| ACTIVITY |
Repeat all of the entries, please, keeping each line exact.

| RECORDS FOR PROCESSING |
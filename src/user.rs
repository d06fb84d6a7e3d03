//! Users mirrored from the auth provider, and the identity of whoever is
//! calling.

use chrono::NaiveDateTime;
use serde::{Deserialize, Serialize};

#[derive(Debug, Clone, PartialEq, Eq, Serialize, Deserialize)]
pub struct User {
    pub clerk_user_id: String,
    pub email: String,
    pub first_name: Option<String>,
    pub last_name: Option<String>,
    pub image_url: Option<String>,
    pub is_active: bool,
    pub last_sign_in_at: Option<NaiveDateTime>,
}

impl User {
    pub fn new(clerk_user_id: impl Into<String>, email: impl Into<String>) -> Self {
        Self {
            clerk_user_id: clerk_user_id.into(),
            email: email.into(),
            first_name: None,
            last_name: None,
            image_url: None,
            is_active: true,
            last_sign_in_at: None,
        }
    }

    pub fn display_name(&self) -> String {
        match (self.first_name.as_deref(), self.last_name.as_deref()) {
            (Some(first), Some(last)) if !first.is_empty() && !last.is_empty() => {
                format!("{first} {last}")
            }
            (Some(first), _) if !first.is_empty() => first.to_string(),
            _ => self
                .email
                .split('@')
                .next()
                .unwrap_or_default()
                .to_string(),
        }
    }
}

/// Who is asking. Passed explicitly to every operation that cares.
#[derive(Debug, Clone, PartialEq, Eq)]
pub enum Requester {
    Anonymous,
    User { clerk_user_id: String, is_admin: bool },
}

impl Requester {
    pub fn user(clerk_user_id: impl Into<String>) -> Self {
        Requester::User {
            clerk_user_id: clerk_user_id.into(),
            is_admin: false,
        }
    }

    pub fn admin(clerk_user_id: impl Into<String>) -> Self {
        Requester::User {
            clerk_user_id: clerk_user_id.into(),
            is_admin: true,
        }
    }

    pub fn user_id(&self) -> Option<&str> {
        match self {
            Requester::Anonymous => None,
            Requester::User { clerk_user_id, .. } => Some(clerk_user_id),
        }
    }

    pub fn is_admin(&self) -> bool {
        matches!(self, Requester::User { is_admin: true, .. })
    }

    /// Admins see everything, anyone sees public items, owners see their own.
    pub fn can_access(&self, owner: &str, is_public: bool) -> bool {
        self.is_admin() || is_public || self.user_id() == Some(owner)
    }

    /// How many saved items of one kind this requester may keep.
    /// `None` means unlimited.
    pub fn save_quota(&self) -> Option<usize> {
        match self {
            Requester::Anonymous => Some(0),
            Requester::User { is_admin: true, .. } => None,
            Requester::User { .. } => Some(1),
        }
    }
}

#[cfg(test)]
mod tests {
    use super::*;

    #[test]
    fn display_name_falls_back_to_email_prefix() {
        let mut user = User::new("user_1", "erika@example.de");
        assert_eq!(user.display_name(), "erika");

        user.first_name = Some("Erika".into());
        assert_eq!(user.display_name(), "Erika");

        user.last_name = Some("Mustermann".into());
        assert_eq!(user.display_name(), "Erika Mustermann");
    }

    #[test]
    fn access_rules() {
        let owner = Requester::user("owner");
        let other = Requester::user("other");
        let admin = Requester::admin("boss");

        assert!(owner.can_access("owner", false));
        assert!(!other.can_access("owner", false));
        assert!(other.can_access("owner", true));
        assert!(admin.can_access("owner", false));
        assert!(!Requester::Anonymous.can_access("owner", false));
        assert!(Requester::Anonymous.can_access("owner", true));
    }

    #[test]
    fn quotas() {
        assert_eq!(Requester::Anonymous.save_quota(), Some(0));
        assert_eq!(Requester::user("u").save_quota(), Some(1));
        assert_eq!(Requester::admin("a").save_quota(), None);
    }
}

| FINISHED EXERCISE |
filename src/user.rs
repository d06fb84d6a7e3d03
//! Users mirrored from the auth provider, and the identity of whoever is
//! calling.

use chrono::NaiveDateTime;
use serde::{Deserialize, Serialize};

#[derive(Debug, Clone, PartialEq, Eq, Serialize, Deserialize)]
pub struct User {
    pub clerk_user_id: String,
    pub email: String,
    pub first_name: Option<String>,
    pub last_name: Option<String>,
    pub image_url: Option<String>,
    pub is_active: bool,
    pub last_sign_in_at: Option<NaiveDateTime>,
}

impl User {
    pub fn new(clerk_user_id: impl Into<String>, email: impl Into<String>) -> Self {
        Self {
            clerk_user_id: clerk_user_id.into(),
            email: email.into(),
            first_name: None,
            last_name: None,
            image_url: None,
            is_active: true,
            last_sign_in_at: None,
        }
    }

    pub fn display_name(&self) -> String {
        match (self.first_name.as_deref(), self.last_name.as_deref()) {
            (Some(first), Some(last)) if !first.is_empty() && !last.is_empty() => {
                format!("{first} {last}")
            }
            (Some(first), _) if !first.is_empty() => first.to_string(),
            _ => self
                .email
                .split('@')
                .next()
                .unwrap_or_default()
                .to_string(),
        }
    }
}

/// Who is asking. Passed explicitly to every operation that cares.
#[derive(Debug, Clone, PartialEq, Eq)]
pub enum Requester {
    Anonymous,
    User { clerk_user_id: String, is_admin: bool },
}

impl Requester {
    pub fn user(clerk_user_id: impl Into<String>) -> Self {
        Requester::User {
            clerk_user_id: clerk_user_id.into(),
            is_admin: false,
        }
    }

    pub fn admin(clerk_user_id: impl Into<String>) -> Self {
        Requester::User {
            clerk_user_id: clerk_user_id.into(),
            is_admin: true,
        }
    }

    pub fn user_id(&self) -> Option<&str> {
        match self {
            Requester::Anonymous => None,
            Requester::User { clerk_user_id, .. } => Some(clerk_user_id),
        }
    }

    pub fn is_admin(&self) -> bool {
        matches!(self, Requester::User { is_admin: true, .. })
    }

    /// Admins see everything, anyone sees public items, owners see their own.
    pub fn can_access(&self, owner: &str, is_public: bool) -> bool {
        self.is_admin() || is_public || self.user_id() == Some(owner)
    }

    /// How many saved items of one kind this requester may keep.
    /// `None` means unlimited.
    pub fn save_quota(&self) -> Option<usize> {
        match self {
            Requester::Anonymous => Some(0),
            Requester::User { is_admin: true, .. } => None,
            Requester::User { .. } => Some(1),
        }
    }
}

#[cfg(test)]
mod tests {
    use super::*;

    #[test]
    fn display_name_falls_back_to_email_prefix() {
        let mut user = User::new("user_1", "erika@example.de");
        assert_eq!(user.display_name(), "erika");

        user.first_name = Some("Erika".into());
        assert_eq!(user.display_name(), "Erika");

        user.last_name = Some("Mustermann".into());
        assert_eq!(user.display_name(), "Erika Mustermann");
    }

    #[test]
    fn access_rules() {
        let owner = Requester::user("owner");
        let other = Requester::user("other");
        let admin = Requester::admin("boss");

        assert!(owner.can_access("owner", false));
        assert!(!other.can_access("owner", false));
        assert!(other.can_access("owner", true));
        assert!(admin.can_access("owner", false));
        assert!(!Requester::Anonymous.can_access("owner", false));
        assert!(Requester::Anonymous.can_access("owner", true));
    }

    #[test]
    fn quotas() {
        assert_eq!(Requester::Anonymous.save_quota(), Some(0));
        assert_eq!(Requester::user("u").save_quota(), Some(1));
        assert_eq!(Requester::admin("a").save_quota(), None);
    }
}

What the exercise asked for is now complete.